Lysophosphatidylcholine (LPC) is a metabolite that accumulates rapidly during cardiac ischemia in animal and human hearts. LPC induces electrophysiological changes including action potential alterations and cardiac arrhythmias. Since there is increasing evidence that disrupted cell coupling can contribute to the generation of cardiac arrhythmias under ischemic conditions, this study was designed to assess the effects of LPC on gap junction coupling between cardiac cell pairs using the dual whole-cell voltage-clamp technique. To measure gap junction resistance (r(j)), both cells of a pair were first clamped to a common holding potential and then, one cell was stepped to various voltages (20 mV steps from -50 to +50 mV).

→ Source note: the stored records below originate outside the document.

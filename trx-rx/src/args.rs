//! Command-line argument parsing

use std::net::{IpAddr, SocketAddr};

use clap::{ArgAction, Parser};
use trx_common::config::AudioConfig;
use trx_common::jitter::JITTER_WINDOW;
use trx_common::{
    DEFAULT_ADDR, DEFAULT_BITRATE_KBPS, DEFAULT_BUFFER_MS, DEFAULT_CHANNELS, DEFAULT_DEVICE,
    DEFAULT_FRAME, DEFAULT_JITTER_MS, DEFAULT_PORT, DEFAULT_RATE, DEFAULT_REALTIME_PRIORITY,
    StartupError,
};

use crate::playout::PlayoutConfig;

/// Receive audio over UDP and play it
///
/// `-h` is the listen address, so help is only available as `--help`.
#[derive(Parser, Debug)]
#[command(author, version, about, long_about = None, disable_help_flag = true)]
pub struct Args {
    /// Audio output device name
    #[arg(short = 'd', long, default_value = DEFAULT_DEVICE)]
    pub device: String,

    /// Audio device buffer time (milliseconds)
    #[arg(short = 'm', long = "buffer", default_value_t = DEFAULT_BUFFER_MS)]
    pub buffer_ms: u32,

    /// Address to listen on (IPv4 or IPv6)
    #[arg(short = 'h', long = "addr", default_value = DEFAULT_ADDR)]
    pub addr: IpAddr,

    /// UDP port to listen on
    #[arg(short = 'p', long, default_value_t = DEFAULT_PORT)]
    pub port: u16,

    /// Playout prebuffer (milliseconds)
    #[arg(short = 'j', long = "jitter", default_value_t = DEFAULT_JITTER_MS)]
    pub jitter_ms: u32,

    /// Sample rate (Hz)
    #[arg(short = 'r', long, default_value_t = DEFAULT_RATE)]
    pub rate: u32,

    /// Number of channels
    #[arg(short = 'c', long, default_value_t = DEFAULT_CHANNELS)]
    pub channels: u16,

    /// Frame size (samples per channel)
    #[arg(short = 'f', long, default_value_t = DEFAULT_FRAME)]
    pub frame: usize,

    /// Codec bitrate (kbps), must match the sender
    #[arg(short = 'b', long, default_value_t = DEFAULT_BITRATE_KBPS)]
    pub bitrate: u32,

    /// Jitter buffer window (frames)
    #[arg(long = "jitter-window", default_value_t = JITTER_WINDOW)]
    pub jitter_window: usize,

    /// Realtime scheduling priority
    #[arg(long, default_value_t = DEFAULT_REALTIME_PRIORITY)]
    pub priority: i32,

    /// Increase verbosity (repeat for more)
    #[arg(short = 'v', long = "verbose", action = ArgAction::Count)]
    pub verbose: u8,

    /// Print help
    #[arg(long, action = ArgAction::Help)]
    pub help: Option<bool>,
}

// =============================================================================
// Receiver Config
// =============================================================================

/// Validated receiver configuration
#[derive(Debug, Clone, PartialEq, Eq)]
pub struct RxConfig {
    /// Device and codec parameters
    pub audio: AudioConfig,
    /// Socket address to receive on
    pub listen: SocketAddr,
    /// Prebuffer before playout starts (milliseconds)
    pub jitter_ms: u32,
    /// Jitter buffer capacity (frames)
    pub window: usize,
    /// Realtime scheduling priority for the playout thread
    pub priority: i32,
}

impl RxConfig {
    /// Frames to hold before playout starts
    pub fn prebuffer(&self) -> usize {
        self.audio.frames_for_ms(self.jitter_ms)
    }

    /// Parameters for the playout driver
    pub fn playout(&self) -> PlayoutConfig {
        PlayoutConfig {
            payload_len: self.audio.payload_len(),
            frame: self.audio.frame,
            channels: self.audio.channels as usize,
            window: self.window,
            prebuffer: self.prebuffer(),
        }
    }
}

impl TryFrom<Args> for RxConfig {
    type Error = StartupError;

    fn try_from(args: Args) -> Result<Self, Self::Error> {
        let config = Self {
            audio: AudioConfig {
                device: args.device,
                buffer_ms: args.buffer_ms,
                rate: args.rate,
                channels: args.channels,
                frame: args.frame,
                bitrate_kbps: args.bitrate,
            },
            listen: SocketAddr::new(args.addr, args.port),
            jitter_ms: args.jitter_ms,
            window: args.jitter_window,
            priority: args.priority,
        };

        config.audio.validate()?;

        if config.window == 0 || config.window > i32::MAX as usize {
            return Err(StartupError::Config(format!(
                "jitter window of {} frames is out of range",
                config.window
            )));
        }

        let prebuffer = config.prebuffer();
        if prebuffer > config.window {
            return Err(StartupError::Config(format!(
                "jitter of {}ms needs {} frames but the window holds {}",
                config.jitter_ms, prebuffer, config.window
            )));
        }

        Ok(config)
    }
}

#[cfg(test)]
mod tests {
    use super::*;

    fn parse(argv: &[&str]) -> Args {
        Args::try_parse_from(std::iter::once("rx").chain(argv.iter().copied())).unwrap()
    }

    #[test]
    fn test_defaults() {
        let config = RxConfig::try_from(parse(&[])).unwrap();
        assert_eq!(config.listen, "0.0.0.0:1350".parse().unwrap());
        assert_eq!(config.audio, AudioConfig::default());
        assert_eq!(config.window, 64);
        assert_eq!(config.prebuffer(), 1);
        assert_eq!(config.priority, 80);
    }

    #[test]
    fn test_short_options() {
        let args = parse(&[
            "-h", "127.0.0.1", "-p", "5004", "-j", "60", "-c", "1", "-f", "480", "-vv",
        ]);
        assert_eq!(args.verbose, 2);

        let config = RxConfig::try_from(args).unwrap();
        assert_eq!(config.listen, "127.0.0.1:5004".parse().unwrap());
        assert_eq!(config.audio.channels, 1);
        // 60ms of 10ms frames
        assert_eq!(config.prebuffer(), 6);

        let playout = config.playout();
        assert_eq!(playout.payload_len, 80);
        assert_eq!(playout.frame, 480);
    }

    #[test]
    fn test_prebuffer_larger_than_window() {
        let args = parse(&["-j", "1000", "--jitter-window", "8"]);
        assert!(matches!(
            RxConfig::try_from(args),
            Err(StartupError::Config(_))
        ));
    }

    #[test]
    fn test_zero_window_rejected() {
        let args = parse(&["--jitter-window", "0"]);
        assert!(RxConfig::try_from(args).is_err());
    }

    #[test]
    fn test_invalid_audio_rejected() {
        let args = parse(&["-r", "44100"]);
        assert!(RxConfig::try_from(args).is_err());
    }

    #[test]
    fn test_long_help_only() {
        let result = Args::try_parse_from(["rx", "--help"]);
        assert_eq!(
            result.unwrap_err().kind(),
            clap::error::ErrorKind::DisplayHelp
        );
    }
}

Junctional conductance (g(j)=1/r(j)) was derived from the junctional current recorded in the non-stimulated cell divided by the trans-junctional voltage. Extracellular medium was set to minimize non-junctional membrane conductance. LPC induced a decrease in g(j)after about 3, 8 and 12 min superfusion, respectively, for 50, 10 and 5 micromol/l. When LPC was continuously superfused (no washout), no steady-state was observed but a complete uncoupling (i.e. when the junctional resistance is infinitely high) after a delay of 7.3+/-1.2 min, 11.3+/-6.0 min, 15. 2+/-5.5 min and 23.3+/-6.0 min, respectively, for LPC 50 (n=5), 20 (n=4), 10 (n=5) and 5 (n=3) micromol/l. Mg(2+(out))at a concentration of 5 mmol/l exerted protective effects against LPC-induced uncoupling. In conclusion, LPC, at concentrations measured in situ during cardiac ischemia, is a potent inhibitor of gap junction communications between cardiac cells. Impaired junctional communications due to LPC accumulation early during ischemia could decrease electrical conduction and contribute to the genesis of malignant arrhythmias.